Les troubles révolutionnaires contraignirent le patriarche Tikhon à nommer des évêques de l’ancien rite dans les diocèses ordinaires de l’Église russe, et il fut par la suite convaincu de leur zèle, de leur courage, de leur pratique pastorale et de leur disposition à donner leur vie pour le Christ. En 1927 a eu lieu le congrès des membres de l’edinovérié, au cours duquel, entre autres questions, a été discutée la nécessité de constituer de nouveaux diocèses pour les tenants de l’ancien rite. En outre, le congrès s’est prononcé négativement au sujet du schisme de « l’Église vivante ». Et bientôt, en 1929, le Saint-Synode leva les malédictions sur les anciens rites. Malheureusement, les circonstances dans le pays ont amené à ce que les paroisses de rite ancien fusionnent avec les autres orthodoxes.

Extrêmement peu de choses nous sont connues sur la vie des communautés de rite ancien pendant la période soviétique. Au début des années 1990 et jusqu’à nos jours, à partir des trois paroisses qui avaient survécu sur l’espace post-soviétique, leur nombre a atteint maintenant une quarantaine. Les paroisses se développent principalement au détriment d’une migration des paroissiens conservateurs de l’Église orthodoxe russe, attirés par l’histoire et la culture russes.

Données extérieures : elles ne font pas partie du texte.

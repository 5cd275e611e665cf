//! `page` / `per_page` request parameters.

use crate::config::PagingConfig;
use crate::error::HypermediaError;

/// Query parameter carrying the 1-based page number.
pub const PAGE_PARAM: &str = "page";
/// Query parameter carrying the page size.
pub const PER_PAGE_PARAM: &str = "per_page";

/// Requested page window.
#[derive(Debug, Clone, Copy, PartialEq, Eq)]
pub struct PageRequest {
    pub page_number: u32,
    pub items_per_page: u32,
}

impl PageRequest {
    /// Parse paging parameters out of a raw query string.
    ///
    /// Missing values fall back to page 1 and the configured default size;
    /// sizes above the configured maximum are clamped.
    ///
    /// # Errors
    /// Returns `HypermediaError::InvalidPage` for non-numeric or zero values.
    pub fn from_query(query: &str, config: &PagingConfig) -> Result<Self, HypermediaError> {
        let mut page_number = 1;
        let mut items_per_page = config.default_items_per_page;

        for (key, value) in url::form_urlencoded::parse(query.trim_start_matches('?').as_bytes()) {
            if key == PAGE_PARAM {
                page_number = parse_positive(PAGE_PARAM, &value)?;
            } else if key == PER_PAGE_PARAM {
                items_per_page = parse_positive(PER_PAGE_PARAM, &value)?;
            }
        }

        Ok(Self {
            page_number,
            items_per_page: items_per_page.min(config.max_items_per_page),
        })
    }

    /// Zero-based offset of the first item of this page.
    #[must_use]
    pub fn offset(&self) -> u64 {
        u64::from(self.page_number.saturating_sub(1)) * u64::from(self.items_per_page)
    }
}

fn parse_positive(name: &str, raw: &str) -> Result<u32, HypermediaError> {
    match raw.trim().parse::<u32>() {
        Ok(0) => Err(HypermediaError::InvalidPage(format!(
            "{name} must be at least 1"
        ))),
        Ok(v) => Ok(v),
        Err(_) => Err(HypermediaError::InvalidPage(format!(
            "{name} must be a positive integer, got '{raw}'"
        ))),
    }
}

Il y a également des passages à l’edinovérié de familles de vieux-croyants, voire même de communautés entières. Chaque année, lors des « Conférences internationales de Noël » à Moscou, une section est consacrée au rite ancien dans l’Église orthodoxe russe, au sein de laquelle, en règle générale, se réunissent des représentants de la majorité des communautés de l’espace post-soviétique (et parfois de l’étranger lointain, par exemple des États-Unis). Les prêtres et les fidèles orthodoxes qui suivent les offices selon le nouveau rite ne restent pas indifférents à de tels événements. En outre, des représentants des vieux-croyants sont souvent les hôtes, voire les conférenciers lors de ces manifestations. La section des « Conférences de Noël » consacrée au vieux-ritualisme, tenue en janvier 2017, a rassemblé un assez grand nombre de représentants des paroisses suivant l’ancien rite au sein du Patriarcat de Moscou, dont de nouvelles paroisses, ce qui témoigne de l’intérêt croissant pour les « préceptes des saints temps anciens ». La question a été soulevée de la nomination d’un évêque pour l’edinovérié, ce qui n’existe pas actuellement…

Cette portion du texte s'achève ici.